Thanks again Shaggy, for taking the time to reply. I need to look at how I might unintentionally play games with him, and also, to work harder at reading his emotions from external traits. I can honestly say re the hitting, I am so ashamed, and I agree there is no justification for that behaviour ever, no matter how angry a person is, and I don't think that it's different rules for women as if their like me, they could really do some damage, as I am not exactly the dainty little thing, who faints!

So glad I found this site, there's some really interesting stuff, like the 5 types of love, for example.

We are just in the process of booking couples therapy too, at the moment.


----------



## allshookup (Nov 9, 2011)

PBear said:


> No offense, but what are you doing to get help for your issues?
> 
> C
> _Posted via Mobile Device_


Hi PBear, for my personal issues, I have done a lot of psychotherapy, I attend self help groups, I have a counsellor, who does push me and challenge me, I have a private Psychiatrist who is helping sory out my medication, and I have a great family doctor too.
In addition, I am now trying to get back in touch with friends, make new ones, and get a life, as such, so have been doing Flyball with my one of our dogs and will be shortly joining a competitive team. I have also recently become involved in a creative community, which is looking positive and a good way to get out and about, and fulfill my need for social contact, as hubby doesn't have that, and is much more self contained, so the advice for partners of aspies, is to get out and about and have a social life separately.

I am also trying to encourage my hubby to work on getting his life in check as he have admittedly fallen into a rut.

I am also trying to lose weight (not going well at all) but keep trying, for my health and also to be more appealing physically.

I now try to keep away from my family, but on friendly terms, as such. Because they aren't a great help and tend to be embroiled in their own dramas, so it makes sense to be a little apart from them.

I've also done a lot to take much more responsibilty for myself, and work on being more self reliant and not a victim.

I aim to get my own house in order, as if I am not happy in myself, I'll never be happy in the marriage, regardless of what we do.

Thanks.


----------



## allshookup (Nov 9, 2011)

anx said:


> Before this porn incedent how was your sex life? Was he desperately asking for sex that you weren't willing to satisfy? It is easy to be mad at men for sins like porn, but so often there are months of pleading for more sex before that.
> *No, I have always been the one with the high sex drive, and I have always been the 'initiator' for the most part. I accept that with the mental health, I have been hard to get close to, so that's probably a factor. In fact he just withdrew from me, ironically when I was getting much better and much happier. Then I went through a phase of trying to initiate sex and being pushed away, prior to our first falling out in April.*
> 
> This is a HUGE mistake. You cannot continue to harbor this stuff and not forgive and expect anything but what you have in front of you.
> ...


----------



## anx (Nov 30, 2010)

Some words of encouragement since my first post was hash. 

Giving and acting like a christian in a marriage where you are hurt, lied to, rejected, and resentful isn't easy. Giving up those feelings isn't easy. 

Being a good spouse is natural when you are happy and getting all you needs met. It's hard when you are building a relationship up from a rut or set of issues like you are facing. 

Work diligently at forgiveness, patience, and rebuilding love. 

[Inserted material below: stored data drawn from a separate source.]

//! Premium Vape Storefront library.
//!
//! This crate provides the storefront functionality as a library,
//! allowing it to be tested and driven by any front end.
//!
//! # Architecture
//!
//! - [`catalog`] - Fixed product list with identifier lookup
//! - [`cart`] - Insertion-ordered cart with merge-on-add and derived totals
//! - [`section`] - Active display section
//! - [`session`] - Session context owning all mutable UI state, with observers
//! - [`content`] - Static copy for the informational sections
//! - [`views`] - Askama text templates for the page, sections and cart sheet

#![cfg_attr(not(test), forbid(unsafe_code))]

pub mod cart;
pub mod catalog;
pub mod config;
pub mod content;
pub mod error;
mod filters;
pub mod section;
pub mod session;
pub mod views;

pub use cart::{Cart, CartEntry};
pub use catalog::{Catalog, CatalogError, Product};
pub use config::{ConfigError, StorefrontConfig};
pub use content::ContentStore;
pub use error::{Result, StorefrontError};
pub use section::SectionSelector;
pub use session::{EventLog, Session, SessionEvent, SessionObserver, SessionSnapshot};
pub use views::Renderer;
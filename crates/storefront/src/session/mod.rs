//! Shopper session context.
//!
//! A [`Session`] owns every piece of mutable UI state: the cart, the active
//! section and whether the cart sheet is open. Front ends mutate it through
//! the methods below and learn about changes by subscribing a
//! [`SessionObserver`]. Events fire only when state actually changes.

mod events;

use std::fmt;
use std::sync::Arc;

use chrono::{DateTime, Utc};
use premium_vape_core::{Price, ProductId, Section};
use serde::Serialize;
use tracing::instrument;
use uuid::Uuid;

pub use events::{EventLog, SessionEvent, SessionObserver};

use crate::cart::{Cart, CartEntry};
use crate::catalog::Catalog;
use crate::config::StorefrontConfig;
use crate::error::{Result, StorefrontError};
use crate::section::SectionSelector;

/// Serializable picture of a session at one point in time.
#[derive(Debug, Clone, PartialEq, Eq, Serialize)]
pub struct SessionSnapshot {
    pub session_id: Uuid,
    pub section: Section,
    pub cart_open: bool,
    pub entries: Vec<CartEntry>,
    pub count: u32,
    pub total: Price,
}

/// State for one shopper, alive for as long as the front end runs.
pub struct Session {
    id: Uuid,
    started_at: DateTime<Utc>,
    catalog: Arc<Catalog>,
    cart: Cart,
    selector: SectionSelector,
    cart_open: bool,
    open_cart_on_add: bool,
    observers: Vec<Box<dyn SessionObserver>>,
}

impl fmt::Debug for Session {
    fn fmt(&self, f: &mut fmt::Formatter<'_>) -> fmt::Result {
        f.debug_struct("Session")
            .field("id", &self.id)
            .field("started_at", &self.started_at)
            .field("cart", &self.cart)
            .field("section", &self.selector.active())
            .field("cart_open", &self.cart_open)
            .field("open_cart_on_add", &self.open_cart_on_add)
            .field("observers", &self.observers.len())
            .finish_non_exhaustive()
    }
}

impl Session {
    /// Start a session with an empty cart on the catalog section.
    #[must_use]
    pub fn new(catalog: Arc<Catalog>, config: &StorefrontConfig) -> Self {
        let session = Self {
            id: Uuid::new_v4(),
            started_at: Utc::now(),
            catalog,
            cart: Cart::new(),
            selector: SectionSelector::new(),
            cart_open: false,
            open_cart_on_add: config.open_cart_on_add,
            observers: Vec::new(),
        };
        tracing::info!(
            session_id = %session.id,
            products = session.catalog.len(),
            "Session started"
        );
        session
    }

    #[must_use]
    pub const fn id(&self) -> Uuid {
        self.id
    }

    #[must_use]
    pub const fn started_at(&self) -> DateTime<Utc> {
        self.started_at
    }

    #[must_use]
    pub fn catalog(&self) -> &Catalog {
        &self.catalog
    }

    #[must_use]
    pub const fn cart(&self) -> &Cart {
        &self.cart
    }

    #[must_use]
    pub const fn section(&self) -> Section {
        self.selector.active()
    }

    #[must_use]
    pub const fn is_cart_open(&self) -> bool {
        self.cart_open
    }

    /// Register an observer for all subsequent state changes.
    pub fn subscribe<O>(&mut self, observer: O)
    where
        O: SessionObserver + 'static,
    {
        self.observers.push(Box::new(observer));
    }

    /// Add one unit of a catalog product and, if configured, open the cart.
    ///
    /// Returns the product's quantity after the add. No `CartChanged` event is
    /// emitted when the entry is already at its maximum quantity.
    ///
    /// # Errors
    ///
    /// Returns `StorefrontError::ProductNotFound` if the catalog has no such product.
    #[instrument(skip(self), fields(session_id = %self.id))]
    pub fn add_to_cart(&mut self, product_id: ProductId) -> Result<u32> {
        let product = self
            .catalog
            .get(product_id)
            .ok_or(StorefrontError::ProductNotFound(product_id))?;

        if self.cart.add(product) {
            self.emit_cart_changed();
        }

        if self.open_cart_on_add {
            self.set_cart_open(true);
        }
        Ok(self.cart.get(product_id).map_or(0, CartEntry::quantity))
    }

    /// Remove a product from the cart. Returns `false` if it was not there.
    #[instrument(skip(self), fields(session_id = %self.id))]
    pub fn remove_from_cart(&mut self, product_id: ProductId) -> bool {
        let removed = self.cart.remove(product_id);
        if removed {
            self.emit_cart_changed();
        }
        removed
    }

    /// Change a cart entry's quantity by `delta` (floored at one).
    ///
    /// Returns `true` if the quantity changed.
    #[instrument(skip(self), fields(session_id = %self.id))]
    pub fn adjust_quantity(&mut self, product_id: ProductId, delta: i32) -> bool {
        let changed = self.cart.adjust_quantity(product_id, delta);
        if changed {
            self.emit_cart_changed();
        }
        changed
    }

    /// Switch the main content area to `section`.
    ///
    /// Returns `false` if it was already active.
    #[instrument(skip(self), fields(session_id = %self.id))]
    pub fn set_section(&mut self, section: Section) -> bool {
        let changed = self.selector.set(section);
        if changed {
            self.emit(SessionEvent::SectionChanged { section });
        }
        changed
    }

    /// Open or close the cart sheet. Returns `false` if nothing changed.
    pub fn set_cart_open(&mut self, open: bool) -> bool {
        if self.cart_open == open {
            return false;
        }
        self.cart_open = open;
        self.emit(SessionEvent::CartVisibilityChanged { open });
        true
    }

    #[must_use]
    pub fn snapshot(&self) -> SessionSnapshot {
        SessionSnapshot {
            session_id: self.id,
            section: self.section(),
            cart_open: self.cart_open,
            entries: self.cart.entries().to_vec(),
            count: self.cart.count(),
            total: self.cart.total(),
        }
    }

    fn emit_cart_changed(&mut self) {
        let event = SessionEvent::CartChanged {
            count: self.cart.count(),
            total: self.cart.total(),
        };
        self.emit(event);
    }

    fn emit(&mut self, event: SessionEvent) {
        tracing::debug!(session_id = %self.id, ?event, "Session event");
        for observer in &mut self.observers {
            observer.notify(&event);
        }
    }
}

My story is in my profile and I've been working hard for almost two years and separated twice. My wife is christian as well so I really have no other biblical options that give 100% to this nor would I want to give up since I love my wife. 

Your story has a lot of issues, but can be fixed and a loving marriage formed. That will take a lot of diligent, difficult work to give yourself up to a man who isn't a great husband right now and had hurt you. It only works if you both do that at the same time. 

Blessings


----------



## madteach (Nov 25, 2011)

Guys like porn. It doesn't make them bad people. I used to get so upset at my husband, until a friend told me, "Look, he's a guy... and guys like porn. So what?" Even though it sounds so simple, it changed my perspective completely, and we have never fought about it again. I have even paid for sites for him, and we have even watched them together sometimes.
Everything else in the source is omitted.